Work to complete -
Search the records below for the string "sorted" and copy each line where it turns up.

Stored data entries
'''

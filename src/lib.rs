//! This crate provides a small set of generic collections built from owned,
//! linked nodes, and a few sorting and searching algorithms over slices.
//!
//! - [`Sequence`]: a doubly-linked list. Inserting and removing at both ends
//!   takes constant time; positional access takes *O*(*n*) time.
//! - [`CompleteTree`]: a binary tree that stays complete after every
//!   insertion and removal, so its height is always ⌊log₂ *n*⌋.
//! - [`array`]: quicksort, selection sort and binary search over slices.
//!
//! Both collections implement the [`Collection`] trait, and the tree walks
//! itself breadth-first through the [`Queue`] trait.
//!
//! Here is a quick example showing how the sequence works.
//!
//! ```
//! use linked_collections::Sequence;
//!
//! let mut sequence = Sequence::from_iter([3, 1, 2]);
//! sequence.push_front(4).unwrap();
//! sequence.insert_at(2, 5).unwrap();
//! assert_eq!(sequence.to_string(), "[4, 3, 5, 1, 2]");
//!
//! let sorted = sequence.merge_sort(|a, b| a.cmp(b));
//! assert_eq!(sorted.to_string(), "[1, 2, 3, 4, 5]");
//! assert!(sorted.linear_search_sorted_ord(&5));
//! ```
//!
//! # Absent Elements
//!
//! Inserting methods take `impl Into<Option<T>>`, so both `push_back(1)` and
//! `push_back(Some(1))` work, while `push_back(None)` is refused with
//! [`CollectionError::InvalidArgument`] before anything changes. Queries that
//! accept an absent value (such as [`array::binary_search`]) answer "not
//! found" for `None`.
//!
//! # Memory Layout
//!
//! The memory layout of the sequence is like the following graph:
//! ```text
//!                 ╔═══════════╗           ╔═══════════╗           ╔═══════════╗
//!                 ║   next    ║ ────────→ ║   next    ║ ────────→ ║   next    ║ ──→ None
//!                 ╟───────────╢           ╟───────────╢           ╟───────────╢
//!      None ←──── ║   prev    ║ ←──────── ║   prev    ║ ←──────── ║   prev    ║
//!                 ╟───────────╢           ╟───────────╢           ╟───────────╢
//!                 ║ element T ║           ║ element T ║           ║ element T ║
//!                 ╚═══════════╝           ╚═══════════╝           ╚═══════════╝
//!                     Node 0                 Node 1                 Node n-1
//!                       ↑                                              ↑
//! ╔═══════════╗         │                                              │
//! ║   head    ║ ────────┘                                              │
//! ╟───────────╢                                                        │
//! ║   tail    ║ ───────────────────────────────────────────────────────┘
//! ╟───────────╢
//! ║    len    ║
//! ╚═══════════╝
//!   Sequence
//! ```
//!
//! The vertices of a [`CompleteTree`] live in an arena owned by the tree. Each
//! vertex holds the indices of its children and of its parent; removing a
//! vertex frees its arena slot.
//!
//! # Iteration
//!
//! Iterating over a sequence is by the [`Iter`] iterator, which is
//! double-ended, exact-size and fused. A [`Cursor`] walks the sequence in both
//! directions and reports an exhausted direction as
//! [`CollectionError::NoSuchElement`].
//!
//! ```
//! use linked_collections::{CollectionError, Sequence};
//!
//! let sequence = Sequence::from_iter(['a', 'b']);
//! let mut cursor = sequence.cursor();
//! assert_eq!(cursor.try_next(), Ok(&'a'));
//! assert_eq!(cursor.try_next(), Ok(&'b'));
//! assert_eq!(cursor.try_next(), Err(CollectionError::NoSuchElement));
//! assert_eq!(cursor.try_previous(), Ok(&'b'));
//! ```
//!
//! Both iterators and cursors borrow the sequence, so structural mutation
//! while one is alive does not compile.
//!
//! # Features
//!
//! - `explicit-stack` (default): quicksort, binary search and merge sort keep
//!   their pending work on an explicit stack (or in a loop) instead of
//!   recursing, so deep inputs cannot overflow the call stack. Disabling it
//!   selects the recursive forms, which split the input at the same points.
//!
//! # Logging
//!
//! The sorts emit `trace`-level spans and the tree emits `trace`-level events
//! through [`tracing`]. Nothing is printed unless the application installs a
//! subscriber.

#[doc(inline)]
pub use collection::Collection;
#[doc(inline)]
pub use error::{CollectionError, Result};
#[doc(inline)]
pub use queue::Queue;
#[doc(inline)]
pub use sequence::cursor::Cursor;
#[doc(inline)]
pub use sequence::iterator::{IntoIter, Iter};
#[doc(inline)]
pub use sequence::Sequence;
#[doc(inline)]
pub use tree::{CompleteTree, VertexRef};

pub mod array;
pub mod collection;
pub mod error;
pub mod queue;
pub mod sequence;
pub mod tree;
//! Status API
//!
//! Read-only observability surface of the scheduler, plus a manual trigger.
//! Served only when a status address is configured.

pub mod error;
pub mod health;
pub mod runs;

use axum::{Router, routing::get};
use std::sync::Arc;
use tower_http::trace::TraceLayer;

use crate::service::Dispatcher;

/// Create the status router
pub fn create_router(dispatcher: Arc<Dispatcher>) -> Router {
    Router::new()
        // Health check
        .route("/health", get(health::health_check))
        // Run state
        .route("/runs", get(runs::list_runs))
        .route("/runs/{id}", get(runs::get_run).post(runs::trigger_run))
        .with_state(dispatcher)
        .layer(TraceLayer::new_for_http())
}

'''

Result for this exercise -
//! let sorted = sequence.merge_sort(|a, b| a.cmp(b));
//! assert_eq!(sorted.to_string(), "[1, 2, 3, 4, 5]");
//! assert!(sorted.linear_search_sorted_ord(&5));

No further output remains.